[Task item] Search the records for lines with the word "before" and copy each match.

━━━ Extracted information ━━━

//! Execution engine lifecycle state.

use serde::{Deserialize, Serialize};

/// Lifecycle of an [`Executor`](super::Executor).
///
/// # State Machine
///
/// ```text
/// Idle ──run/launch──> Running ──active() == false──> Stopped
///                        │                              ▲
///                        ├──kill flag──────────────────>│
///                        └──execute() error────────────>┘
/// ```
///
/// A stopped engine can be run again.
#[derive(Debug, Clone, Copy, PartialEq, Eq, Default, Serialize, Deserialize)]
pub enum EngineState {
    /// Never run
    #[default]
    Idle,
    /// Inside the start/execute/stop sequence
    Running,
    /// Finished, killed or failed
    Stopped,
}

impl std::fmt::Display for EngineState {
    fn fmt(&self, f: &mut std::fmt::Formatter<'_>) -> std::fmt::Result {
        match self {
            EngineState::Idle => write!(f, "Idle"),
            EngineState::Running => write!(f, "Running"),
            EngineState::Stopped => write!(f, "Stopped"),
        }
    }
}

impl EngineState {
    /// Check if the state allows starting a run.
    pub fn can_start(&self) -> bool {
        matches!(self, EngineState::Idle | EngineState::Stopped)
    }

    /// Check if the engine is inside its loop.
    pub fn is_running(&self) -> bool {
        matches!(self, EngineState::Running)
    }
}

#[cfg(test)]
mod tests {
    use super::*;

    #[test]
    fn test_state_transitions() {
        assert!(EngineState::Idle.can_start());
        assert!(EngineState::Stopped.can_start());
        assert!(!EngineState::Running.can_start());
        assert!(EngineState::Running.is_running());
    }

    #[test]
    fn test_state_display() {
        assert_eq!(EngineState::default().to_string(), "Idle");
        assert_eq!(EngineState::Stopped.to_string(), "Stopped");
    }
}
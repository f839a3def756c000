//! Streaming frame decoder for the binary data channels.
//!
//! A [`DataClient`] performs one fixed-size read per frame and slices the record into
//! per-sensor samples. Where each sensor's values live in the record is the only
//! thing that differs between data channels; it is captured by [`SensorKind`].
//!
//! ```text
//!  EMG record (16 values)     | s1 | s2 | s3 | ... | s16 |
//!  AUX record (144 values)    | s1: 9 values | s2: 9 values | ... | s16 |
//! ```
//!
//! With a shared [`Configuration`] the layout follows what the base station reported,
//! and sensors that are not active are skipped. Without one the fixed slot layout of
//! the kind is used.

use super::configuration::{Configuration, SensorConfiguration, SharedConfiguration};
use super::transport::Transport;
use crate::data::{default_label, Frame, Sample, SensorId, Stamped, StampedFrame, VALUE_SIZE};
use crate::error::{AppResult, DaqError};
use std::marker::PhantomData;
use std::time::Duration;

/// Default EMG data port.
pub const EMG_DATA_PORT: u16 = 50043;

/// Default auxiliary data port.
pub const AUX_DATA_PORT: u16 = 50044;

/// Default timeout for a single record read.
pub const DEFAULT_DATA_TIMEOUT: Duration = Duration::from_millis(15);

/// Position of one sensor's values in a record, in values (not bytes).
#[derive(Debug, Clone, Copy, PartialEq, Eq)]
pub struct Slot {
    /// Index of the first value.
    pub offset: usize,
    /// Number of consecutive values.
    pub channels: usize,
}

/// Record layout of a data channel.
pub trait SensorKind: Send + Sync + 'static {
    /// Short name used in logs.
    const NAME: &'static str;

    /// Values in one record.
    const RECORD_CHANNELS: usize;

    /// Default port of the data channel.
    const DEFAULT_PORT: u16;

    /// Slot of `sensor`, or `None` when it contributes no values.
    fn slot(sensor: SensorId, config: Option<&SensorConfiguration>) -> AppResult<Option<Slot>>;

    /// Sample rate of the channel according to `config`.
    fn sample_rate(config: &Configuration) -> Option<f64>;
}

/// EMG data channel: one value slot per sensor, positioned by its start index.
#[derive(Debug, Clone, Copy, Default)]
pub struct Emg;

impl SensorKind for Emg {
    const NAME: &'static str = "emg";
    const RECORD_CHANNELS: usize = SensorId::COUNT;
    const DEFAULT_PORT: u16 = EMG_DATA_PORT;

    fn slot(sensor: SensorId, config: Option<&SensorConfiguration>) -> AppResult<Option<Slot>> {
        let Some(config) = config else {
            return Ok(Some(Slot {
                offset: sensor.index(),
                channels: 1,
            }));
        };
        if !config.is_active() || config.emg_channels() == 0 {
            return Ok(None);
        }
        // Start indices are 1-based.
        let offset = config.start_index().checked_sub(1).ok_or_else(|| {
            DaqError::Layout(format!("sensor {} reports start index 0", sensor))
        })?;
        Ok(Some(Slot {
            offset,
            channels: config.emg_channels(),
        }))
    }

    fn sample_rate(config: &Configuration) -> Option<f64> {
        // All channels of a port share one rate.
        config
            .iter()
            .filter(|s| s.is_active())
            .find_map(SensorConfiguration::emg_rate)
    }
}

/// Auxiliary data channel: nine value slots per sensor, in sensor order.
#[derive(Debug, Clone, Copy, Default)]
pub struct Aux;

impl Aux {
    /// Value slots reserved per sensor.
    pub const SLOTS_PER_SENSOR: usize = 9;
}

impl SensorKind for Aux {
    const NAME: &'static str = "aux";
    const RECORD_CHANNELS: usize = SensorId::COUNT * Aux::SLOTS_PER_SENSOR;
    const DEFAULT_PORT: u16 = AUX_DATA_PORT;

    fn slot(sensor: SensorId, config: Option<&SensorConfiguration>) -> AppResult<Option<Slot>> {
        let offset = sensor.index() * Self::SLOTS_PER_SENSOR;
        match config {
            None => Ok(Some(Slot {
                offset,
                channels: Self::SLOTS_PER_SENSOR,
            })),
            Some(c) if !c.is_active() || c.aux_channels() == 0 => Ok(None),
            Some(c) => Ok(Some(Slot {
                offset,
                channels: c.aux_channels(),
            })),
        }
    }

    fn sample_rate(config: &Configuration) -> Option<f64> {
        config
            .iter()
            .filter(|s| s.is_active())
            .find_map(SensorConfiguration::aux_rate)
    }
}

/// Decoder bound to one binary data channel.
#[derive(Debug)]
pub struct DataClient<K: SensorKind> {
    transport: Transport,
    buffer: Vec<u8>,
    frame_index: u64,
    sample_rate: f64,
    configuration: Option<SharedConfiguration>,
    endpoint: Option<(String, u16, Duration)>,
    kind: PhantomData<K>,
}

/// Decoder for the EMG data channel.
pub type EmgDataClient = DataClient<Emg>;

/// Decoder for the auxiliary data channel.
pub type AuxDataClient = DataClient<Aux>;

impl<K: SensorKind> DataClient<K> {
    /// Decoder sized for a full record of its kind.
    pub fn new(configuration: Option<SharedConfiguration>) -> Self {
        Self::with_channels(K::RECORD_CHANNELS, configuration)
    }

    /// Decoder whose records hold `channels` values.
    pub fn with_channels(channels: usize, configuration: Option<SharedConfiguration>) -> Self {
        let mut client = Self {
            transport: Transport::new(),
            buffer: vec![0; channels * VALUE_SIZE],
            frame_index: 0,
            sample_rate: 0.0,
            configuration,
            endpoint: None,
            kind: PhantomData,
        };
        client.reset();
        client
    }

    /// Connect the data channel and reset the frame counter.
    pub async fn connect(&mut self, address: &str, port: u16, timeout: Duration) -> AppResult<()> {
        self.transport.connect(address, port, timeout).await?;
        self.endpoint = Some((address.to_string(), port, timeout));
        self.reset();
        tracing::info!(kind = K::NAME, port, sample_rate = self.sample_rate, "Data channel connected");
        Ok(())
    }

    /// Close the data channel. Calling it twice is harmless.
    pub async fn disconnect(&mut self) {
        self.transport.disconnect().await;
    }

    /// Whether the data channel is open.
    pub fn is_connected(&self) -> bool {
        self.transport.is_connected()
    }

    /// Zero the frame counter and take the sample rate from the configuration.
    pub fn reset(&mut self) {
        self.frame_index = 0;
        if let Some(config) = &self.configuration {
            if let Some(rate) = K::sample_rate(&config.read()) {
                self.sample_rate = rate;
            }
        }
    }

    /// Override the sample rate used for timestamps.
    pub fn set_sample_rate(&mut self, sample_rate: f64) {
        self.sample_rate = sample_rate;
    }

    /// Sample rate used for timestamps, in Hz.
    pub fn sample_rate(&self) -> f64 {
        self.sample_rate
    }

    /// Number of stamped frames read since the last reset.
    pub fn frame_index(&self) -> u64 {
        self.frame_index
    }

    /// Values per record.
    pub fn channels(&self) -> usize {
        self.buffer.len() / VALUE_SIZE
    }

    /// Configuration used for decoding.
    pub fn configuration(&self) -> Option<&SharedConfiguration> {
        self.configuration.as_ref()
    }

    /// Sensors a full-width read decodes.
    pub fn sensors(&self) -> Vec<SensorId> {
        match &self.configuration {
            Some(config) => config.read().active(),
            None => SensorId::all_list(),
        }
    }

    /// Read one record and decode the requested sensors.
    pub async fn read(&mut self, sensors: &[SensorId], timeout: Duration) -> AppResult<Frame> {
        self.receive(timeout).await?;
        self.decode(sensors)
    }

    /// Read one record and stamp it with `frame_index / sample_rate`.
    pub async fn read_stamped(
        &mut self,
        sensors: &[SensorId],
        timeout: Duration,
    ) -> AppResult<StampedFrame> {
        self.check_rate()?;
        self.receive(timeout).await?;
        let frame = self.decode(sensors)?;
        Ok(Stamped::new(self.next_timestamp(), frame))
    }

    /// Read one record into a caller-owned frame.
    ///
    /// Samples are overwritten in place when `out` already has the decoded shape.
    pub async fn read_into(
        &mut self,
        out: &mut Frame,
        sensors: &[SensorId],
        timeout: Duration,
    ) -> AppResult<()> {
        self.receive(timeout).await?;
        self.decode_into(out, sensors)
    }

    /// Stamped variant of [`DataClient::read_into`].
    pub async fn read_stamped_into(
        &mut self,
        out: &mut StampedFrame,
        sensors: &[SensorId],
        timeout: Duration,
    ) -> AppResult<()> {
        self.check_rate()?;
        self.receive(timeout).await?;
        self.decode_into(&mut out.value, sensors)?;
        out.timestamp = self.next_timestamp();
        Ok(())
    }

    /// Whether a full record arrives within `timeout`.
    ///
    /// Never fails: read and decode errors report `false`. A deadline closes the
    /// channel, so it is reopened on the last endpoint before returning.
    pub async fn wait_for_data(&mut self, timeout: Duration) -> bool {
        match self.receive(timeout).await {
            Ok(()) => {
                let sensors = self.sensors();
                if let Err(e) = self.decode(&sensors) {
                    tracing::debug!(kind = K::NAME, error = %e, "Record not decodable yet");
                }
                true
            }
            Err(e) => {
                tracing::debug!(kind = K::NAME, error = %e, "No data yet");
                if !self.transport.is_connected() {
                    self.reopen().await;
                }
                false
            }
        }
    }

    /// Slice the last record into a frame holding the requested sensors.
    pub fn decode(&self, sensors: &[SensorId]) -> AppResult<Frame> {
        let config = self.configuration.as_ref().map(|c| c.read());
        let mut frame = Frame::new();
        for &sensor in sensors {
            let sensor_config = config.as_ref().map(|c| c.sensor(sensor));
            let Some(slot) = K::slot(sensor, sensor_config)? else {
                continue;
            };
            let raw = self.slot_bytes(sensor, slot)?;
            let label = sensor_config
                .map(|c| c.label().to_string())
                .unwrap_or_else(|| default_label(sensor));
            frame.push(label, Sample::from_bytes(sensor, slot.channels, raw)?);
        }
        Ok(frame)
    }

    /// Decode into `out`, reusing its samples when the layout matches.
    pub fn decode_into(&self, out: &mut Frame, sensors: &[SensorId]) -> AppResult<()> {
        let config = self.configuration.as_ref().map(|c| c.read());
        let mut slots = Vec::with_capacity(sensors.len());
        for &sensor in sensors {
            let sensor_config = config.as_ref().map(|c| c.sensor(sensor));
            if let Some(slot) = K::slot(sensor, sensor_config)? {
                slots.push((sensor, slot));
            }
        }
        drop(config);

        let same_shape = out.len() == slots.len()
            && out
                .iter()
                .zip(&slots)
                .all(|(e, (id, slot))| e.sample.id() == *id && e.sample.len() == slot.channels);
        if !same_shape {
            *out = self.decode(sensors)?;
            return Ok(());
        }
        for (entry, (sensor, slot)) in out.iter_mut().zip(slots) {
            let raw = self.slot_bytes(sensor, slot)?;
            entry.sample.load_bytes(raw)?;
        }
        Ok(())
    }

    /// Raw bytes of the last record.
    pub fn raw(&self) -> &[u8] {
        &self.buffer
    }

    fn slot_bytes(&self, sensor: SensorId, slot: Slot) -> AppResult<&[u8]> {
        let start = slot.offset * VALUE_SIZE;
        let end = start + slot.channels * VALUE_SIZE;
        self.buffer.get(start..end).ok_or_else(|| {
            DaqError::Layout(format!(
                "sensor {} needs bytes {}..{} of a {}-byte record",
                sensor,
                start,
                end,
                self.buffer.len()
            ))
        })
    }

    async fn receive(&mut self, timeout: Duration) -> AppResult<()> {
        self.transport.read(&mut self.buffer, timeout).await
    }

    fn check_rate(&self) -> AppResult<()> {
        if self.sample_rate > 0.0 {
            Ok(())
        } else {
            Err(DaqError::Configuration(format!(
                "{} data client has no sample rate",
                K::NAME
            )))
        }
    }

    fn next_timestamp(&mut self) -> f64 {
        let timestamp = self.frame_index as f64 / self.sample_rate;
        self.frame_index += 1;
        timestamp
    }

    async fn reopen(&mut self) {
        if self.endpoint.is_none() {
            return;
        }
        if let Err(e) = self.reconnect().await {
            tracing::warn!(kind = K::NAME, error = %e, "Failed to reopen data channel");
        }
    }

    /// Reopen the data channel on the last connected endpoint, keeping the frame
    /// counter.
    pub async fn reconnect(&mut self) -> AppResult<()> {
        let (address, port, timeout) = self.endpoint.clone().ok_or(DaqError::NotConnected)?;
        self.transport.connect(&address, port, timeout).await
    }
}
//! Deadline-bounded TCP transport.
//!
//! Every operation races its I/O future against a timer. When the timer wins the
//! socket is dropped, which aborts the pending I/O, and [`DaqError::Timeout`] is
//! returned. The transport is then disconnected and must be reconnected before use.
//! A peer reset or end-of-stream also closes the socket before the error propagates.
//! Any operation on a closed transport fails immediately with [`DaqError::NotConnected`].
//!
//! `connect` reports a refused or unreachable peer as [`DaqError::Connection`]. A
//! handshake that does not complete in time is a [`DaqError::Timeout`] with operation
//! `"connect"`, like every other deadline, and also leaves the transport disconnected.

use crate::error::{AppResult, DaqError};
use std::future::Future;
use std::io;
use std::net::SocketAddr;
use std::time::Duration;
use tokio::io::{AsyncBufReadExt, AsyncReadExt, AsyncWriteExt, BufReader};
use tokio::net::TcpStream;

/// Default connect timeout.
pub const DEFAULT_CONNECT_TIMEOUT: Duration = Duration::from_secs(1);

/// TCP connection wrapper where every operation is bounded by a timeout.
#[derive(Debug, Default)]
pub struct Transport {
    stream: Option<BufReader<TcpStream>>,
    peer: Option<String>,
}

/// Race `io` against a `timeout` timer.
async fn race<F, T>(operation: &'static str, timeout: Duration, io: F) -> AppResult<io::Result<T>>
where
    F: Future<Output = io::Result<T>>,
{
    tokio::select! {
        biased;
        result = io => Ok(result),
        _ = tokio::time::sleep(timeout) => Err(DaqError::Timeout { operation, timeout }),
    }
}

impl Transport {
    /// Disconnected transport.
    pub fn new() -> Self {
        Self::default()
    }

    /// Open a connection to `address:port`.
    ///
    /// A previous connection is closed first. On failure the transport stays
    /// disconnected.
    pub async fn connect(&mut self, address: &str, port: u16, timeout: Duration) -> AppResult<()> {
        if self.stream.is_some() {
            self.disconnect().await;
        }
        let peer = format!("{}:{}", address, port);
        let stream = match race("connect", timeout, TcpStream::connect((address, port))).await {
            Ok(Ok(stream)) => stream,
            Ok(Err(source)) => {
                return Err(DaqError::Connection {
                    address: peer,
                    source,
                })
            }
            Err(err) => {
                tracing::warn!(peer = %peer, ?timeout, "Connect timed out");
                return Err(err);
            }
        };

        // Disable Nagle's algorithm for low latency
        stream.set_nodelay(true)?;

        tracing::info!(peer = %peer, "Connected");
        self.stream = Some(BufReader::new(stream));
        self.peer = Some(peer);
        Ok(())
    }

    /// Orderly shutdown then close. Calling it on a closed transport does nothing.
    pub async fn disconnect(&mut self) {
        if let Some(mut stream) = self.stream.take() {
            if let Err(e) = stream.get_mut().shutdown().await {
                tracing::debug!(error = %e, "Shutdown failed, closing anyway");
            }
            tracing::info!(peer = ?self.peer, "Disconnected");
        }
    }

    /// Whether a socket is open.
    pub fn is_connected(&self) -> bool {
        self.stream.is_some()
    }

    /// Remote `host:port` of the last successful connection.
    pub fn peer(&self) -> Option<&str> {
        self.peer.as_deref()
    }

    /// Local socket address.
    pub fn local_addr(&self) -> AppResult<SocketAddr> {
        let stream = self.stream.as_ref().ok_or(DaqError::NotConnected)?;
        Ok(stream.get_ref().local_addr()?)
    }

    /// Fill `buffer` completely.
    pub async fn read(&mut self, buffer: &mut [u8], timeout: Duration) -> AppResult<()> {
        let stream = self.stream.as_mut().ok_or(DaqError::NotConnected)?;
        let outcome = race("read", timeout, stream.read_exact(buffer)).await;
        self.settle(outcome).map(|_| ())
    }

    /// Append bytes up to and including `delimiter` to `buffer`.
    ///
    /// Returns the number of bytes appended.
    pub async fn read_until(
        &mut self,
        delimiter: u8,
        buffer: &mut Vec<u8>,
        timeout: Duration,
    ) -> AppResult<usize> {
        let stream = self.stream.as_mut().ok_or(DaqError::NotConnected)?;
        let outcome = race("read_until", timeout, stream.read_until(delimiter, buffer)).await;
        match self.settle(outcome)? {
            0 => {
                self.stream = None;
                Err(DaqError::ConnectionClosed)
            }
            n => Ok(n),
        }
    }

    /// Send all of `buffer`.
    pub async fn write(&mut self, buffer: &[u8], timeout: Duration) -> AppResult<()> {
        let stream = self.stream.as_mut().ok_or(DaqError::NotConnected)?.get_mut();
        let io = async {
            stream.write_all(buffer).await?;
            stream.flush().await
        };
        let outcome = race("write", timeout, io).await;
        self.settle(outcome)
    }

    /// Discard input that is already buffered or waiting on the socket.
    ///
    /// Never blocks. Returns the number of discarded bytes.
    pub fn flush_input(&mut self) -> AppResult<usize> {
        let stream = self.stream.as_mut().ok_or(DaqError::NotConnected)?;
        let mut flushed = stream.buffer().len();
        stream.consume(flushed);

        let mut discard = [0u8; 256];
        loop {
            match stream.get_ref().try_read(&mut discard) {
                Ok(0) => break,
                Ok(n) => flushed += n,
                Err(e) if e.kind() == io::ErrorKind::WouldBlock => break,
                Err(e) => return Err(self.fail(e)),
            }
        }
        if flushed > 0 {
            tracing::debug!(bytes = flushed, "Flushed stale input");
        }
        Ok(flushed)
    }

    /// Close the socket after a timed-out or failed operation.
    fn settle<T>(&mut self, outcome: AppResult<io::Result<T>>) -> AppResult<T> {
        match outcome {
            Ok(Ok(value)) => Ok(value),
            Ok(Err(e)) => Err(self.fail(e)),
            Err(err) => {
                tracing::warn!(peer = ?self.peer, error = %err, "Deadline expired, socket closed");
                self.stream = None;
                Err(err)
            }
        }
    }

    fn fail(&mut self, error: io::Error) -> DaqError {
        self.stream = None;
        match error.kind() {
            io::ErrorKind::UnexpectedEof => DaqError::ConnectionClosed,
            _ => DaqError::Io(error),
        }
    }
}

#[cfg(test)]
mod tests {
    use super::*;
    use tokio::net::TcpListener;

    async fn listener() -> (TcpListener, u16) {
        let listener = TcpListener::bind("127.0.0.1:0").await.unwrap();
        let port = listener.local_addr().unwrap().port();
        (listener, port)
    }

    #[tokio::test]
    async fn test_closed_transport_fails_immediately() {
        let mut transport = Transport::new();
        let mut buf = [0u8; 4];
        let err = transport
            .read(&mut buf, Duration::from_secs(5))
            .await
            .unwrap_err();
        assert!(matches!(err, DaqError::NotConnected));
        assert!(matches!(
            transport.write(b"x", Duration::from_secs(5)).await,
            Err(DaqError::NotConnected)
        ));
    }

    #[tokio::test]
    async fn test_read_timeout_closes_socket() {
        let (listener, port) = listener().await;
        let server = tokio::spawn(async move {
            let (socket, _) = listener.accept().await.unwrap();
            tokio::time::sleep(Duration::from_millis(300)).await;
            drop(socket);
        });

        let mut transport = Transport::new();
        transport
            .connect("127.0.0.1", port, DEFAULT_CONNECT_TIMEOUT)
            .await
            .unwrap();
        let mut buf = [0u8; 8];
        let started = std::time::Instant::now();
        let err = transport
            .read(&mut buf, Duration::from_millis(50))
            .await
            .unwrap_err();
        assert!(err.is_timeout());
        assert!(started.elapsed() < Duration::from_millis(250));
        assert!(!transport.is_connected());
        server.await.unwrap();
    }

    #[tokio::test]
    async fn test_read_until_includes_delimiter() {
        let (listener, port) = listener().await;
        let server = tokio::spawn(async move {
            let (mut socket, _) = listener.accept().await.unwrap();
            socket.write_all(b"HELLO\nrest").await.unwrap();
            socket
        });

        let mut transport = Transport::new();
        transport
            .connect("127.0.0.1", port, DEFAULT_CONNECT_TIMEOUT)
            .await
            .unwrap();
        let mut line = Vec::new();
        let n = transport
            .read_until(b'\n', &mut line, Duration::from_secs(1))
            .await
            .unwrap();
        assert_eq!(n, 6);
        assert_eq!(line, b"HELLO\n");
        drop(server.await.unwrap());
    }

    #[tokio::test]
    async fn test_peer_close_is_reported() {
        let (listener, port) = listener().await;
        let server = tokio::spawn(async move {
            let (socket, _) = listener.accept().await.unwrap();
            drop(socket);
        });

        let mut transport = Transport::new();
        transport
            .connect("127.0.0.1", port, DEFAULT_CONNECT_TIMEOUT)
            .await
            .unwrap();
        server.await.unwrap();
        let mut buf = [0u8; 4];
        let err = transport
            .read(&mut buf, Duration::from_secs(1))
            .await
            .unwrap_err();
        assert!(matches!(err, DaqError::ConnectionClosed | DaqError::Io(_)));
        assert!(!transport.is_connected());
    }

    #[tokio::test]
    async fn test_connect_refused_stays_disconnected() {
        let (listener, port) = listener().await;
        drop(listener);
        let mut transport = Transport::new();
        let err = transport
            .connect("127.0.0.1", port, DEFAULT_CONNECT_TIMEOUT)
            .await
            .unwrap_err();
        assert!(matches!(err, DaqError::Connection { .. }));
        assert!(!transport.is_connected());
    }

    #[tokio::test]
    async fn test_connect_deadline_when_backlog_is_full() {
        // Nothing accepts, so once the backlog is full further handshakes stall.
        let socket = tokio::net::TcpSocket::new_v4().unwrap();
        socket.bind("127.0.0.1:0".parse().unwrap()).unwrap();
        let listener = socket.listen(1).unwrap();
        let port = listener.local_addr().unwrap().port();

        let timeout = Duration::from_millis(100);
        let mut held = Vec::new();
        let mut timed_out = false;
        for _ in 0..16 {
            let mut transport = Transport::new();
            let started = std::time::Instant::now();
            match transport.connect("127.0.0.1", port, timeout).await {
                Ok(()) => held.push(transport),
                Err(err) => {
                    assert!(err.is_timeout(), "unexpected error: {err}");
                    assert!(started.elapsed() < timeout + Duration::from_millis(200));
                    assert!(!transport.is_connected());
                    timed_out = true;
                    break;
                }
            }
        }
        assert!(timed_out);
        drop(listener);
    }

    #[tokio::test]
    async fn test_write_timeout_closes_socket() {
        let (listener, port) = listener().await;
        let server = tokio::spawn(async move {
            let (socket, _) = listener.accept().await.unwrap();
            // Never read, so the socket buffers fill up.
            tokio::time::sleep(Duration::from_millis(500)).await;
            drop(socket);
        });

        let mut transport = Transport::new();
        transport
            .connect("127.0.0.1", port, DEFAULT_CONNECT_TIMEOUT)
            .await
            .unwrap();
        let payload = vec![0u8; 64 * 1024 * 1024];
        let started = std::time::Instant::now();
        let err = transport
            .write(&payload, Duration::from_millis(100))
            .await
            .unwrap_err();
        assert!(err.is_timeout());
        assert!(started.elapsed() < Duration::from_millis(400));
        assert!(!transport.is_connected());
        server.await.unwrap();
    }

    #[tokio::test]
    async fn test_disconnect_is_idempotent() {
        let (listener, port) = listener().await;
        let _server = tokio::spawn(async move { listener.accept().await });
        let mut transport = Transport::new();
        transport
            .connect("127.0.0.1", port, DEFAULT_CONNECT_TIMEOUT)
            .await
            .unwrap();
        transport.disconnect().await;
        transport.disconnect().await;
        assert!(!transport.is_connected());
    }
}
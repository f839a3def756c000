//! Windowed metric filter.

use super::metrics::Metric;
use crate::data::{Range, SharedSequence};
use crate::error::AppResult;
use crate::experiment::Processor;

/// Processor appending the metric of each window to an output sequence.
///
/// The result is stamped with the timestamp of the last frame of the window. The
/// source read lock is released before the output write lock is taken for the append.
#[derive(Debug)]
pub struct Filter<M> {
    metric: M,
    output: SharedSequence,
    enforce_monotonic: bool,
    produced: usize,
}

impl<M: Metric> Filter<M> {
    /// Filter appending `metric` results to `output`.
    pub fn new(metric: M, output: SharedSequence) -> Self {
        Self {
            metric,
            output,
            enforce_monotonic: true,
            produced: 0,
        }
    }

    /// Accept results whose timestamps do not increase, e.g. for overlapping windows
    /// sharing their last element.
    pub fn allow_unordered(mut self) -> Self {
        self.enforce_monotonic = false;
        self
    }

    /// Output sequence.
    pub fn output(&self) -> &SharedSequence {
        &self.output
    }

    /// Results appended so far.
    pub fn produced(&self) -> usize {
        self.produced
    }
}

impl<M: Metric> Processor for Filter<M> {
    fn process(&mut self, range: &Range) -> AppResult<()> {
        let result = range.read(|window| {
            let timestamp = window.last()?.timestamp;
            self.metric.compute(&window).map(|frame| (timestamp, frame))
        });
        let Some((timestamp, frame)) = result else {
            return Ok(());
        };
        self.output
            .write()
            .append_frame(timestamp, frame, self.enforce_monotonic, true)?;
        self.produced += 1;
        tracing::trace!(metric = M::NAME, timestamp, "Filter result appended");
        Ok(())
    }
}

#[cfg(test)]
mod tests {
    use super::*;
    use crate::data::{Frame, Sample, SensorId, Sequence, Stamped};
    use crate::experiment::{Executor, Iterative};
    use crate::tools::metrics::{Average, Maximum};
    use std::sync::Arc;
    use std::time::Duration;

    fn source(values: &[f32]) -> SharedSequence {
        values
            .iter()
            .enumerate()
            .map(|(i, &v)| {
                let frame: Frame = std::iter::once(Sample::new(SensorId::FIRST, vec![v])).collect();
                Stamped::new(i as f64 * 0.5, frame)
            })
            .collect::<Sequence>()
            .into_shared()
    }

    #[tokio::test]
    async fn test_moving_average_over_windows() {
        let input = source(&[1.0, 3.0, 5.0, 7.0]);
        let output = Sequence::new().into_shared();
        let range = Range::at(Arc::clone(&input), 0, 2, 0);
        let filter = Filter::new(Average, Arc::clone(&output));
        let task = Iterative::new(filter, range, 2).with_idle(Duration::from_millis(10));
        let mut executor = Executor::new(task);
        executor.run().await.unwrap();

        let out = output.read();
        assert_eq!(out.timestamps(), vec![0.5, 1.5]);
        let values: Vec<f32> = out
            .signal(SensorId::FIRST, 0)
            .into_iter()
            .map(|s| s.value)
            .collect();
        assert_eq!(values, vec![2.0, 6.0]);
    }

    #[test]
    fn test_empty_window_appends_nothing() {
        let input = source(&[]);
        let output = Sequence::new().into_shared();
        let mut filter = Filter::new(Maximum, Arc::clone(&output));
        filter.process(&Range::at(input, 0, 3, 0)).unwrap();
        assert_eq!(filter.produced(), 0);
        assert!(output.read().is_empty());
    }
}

━━━

[Output for this exercise]
    /// channel, so it is reopened on the last endpoint before returning.
//! returned. The transport is then disconnected and must be reconnected before use.
//! A peer reset or end-of-stream also closes the socket before the error propagates.
/// source read lock is released before the output write lock is taken for the append.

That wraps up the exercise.